■ DESCRIPTION OF THE TASK
Line filter on the word "body": copy each matching line from the entries.

================

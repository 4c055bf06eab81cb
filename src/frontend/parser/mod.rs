//! Parser module
//!
//! Turns a token stream into a [`Program`]. The driver in
//! [`parser_state`] dispatches each statement; compound constructs,
//! expressions and type annotations are parsed by the state machines in
//! [`fsm`]. The first error aborts the whole parse.

pub mod ast;
pub mod fsm;
pub mod parser_state;
pub mod precedence;
#[cfg(test)]
mod tests;

// Re-export commonly used items
pub use ast::*;
pub use parser_state::{ParseError, ParserState};

use crate::frontend::lexer::tokens::Token;
use crate::util::config::FrontendConfig;

/// Parse tokens into a program
///
/// # Example
/// ```
/// use pyplus::frontend::{lexer::tokenize, parser::parse};
///
/// let tokens = tokenize("x = 1 + 2\n").unwrap();
/// let program = parse(&tokens).unwrap();
/// assert_eq!(program.body.len(), 1);
/// ```
pub fn parse(tokens: &[Token]) -> Result<Program, ParseError> {
    parse_with_config(tokens, &FrontendConfig::default())
}

/// Parse tokens into a program, bounding nesting by `config.max_nesting_depth`
pub fn parse_with_config(
    tokens: &[Token],
    config: &FrontendConfig,
) -> Result<Program, ParseError> {
    tracing::debug!("Parsing {} tokens", tokens.len());

    let mut state = ParserState::with_config(tokens, config);
    let program = state
        .parse_program()
        .inspect_err(|e| tracing::debug!("Parsing failed: {}", e))?;

    tracing::debug!("Parsed {} top-level statements", program.body.len());
    Ok(program)
}

/// Parse a token stream holding exactly one expression
pub fn parse_expression(tokens: &[Token]) -> Result<Expr, ParseError> {
    let mut state = ParserState::new(tokens);
    let expr = state.parse_expression()?;
    state.expect_end()?;
    Ok(expr)
}

/// Parse a token stream holding exactly one type annotation
pub fn parse_type(tokens: &[Token]) -> Result<TypeExpr, ParseError> {
    let mut state = ParserState::new(tokens);
    let ty = state.parse_type()?;
    state.expect_end()?;
    Ok(ty)
}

================

■ REPLY TO THE TASK
/// assert_eq!(program.body.len(), 1);
    tracing::debug!("Parsed {} top-level statements", program.body.len());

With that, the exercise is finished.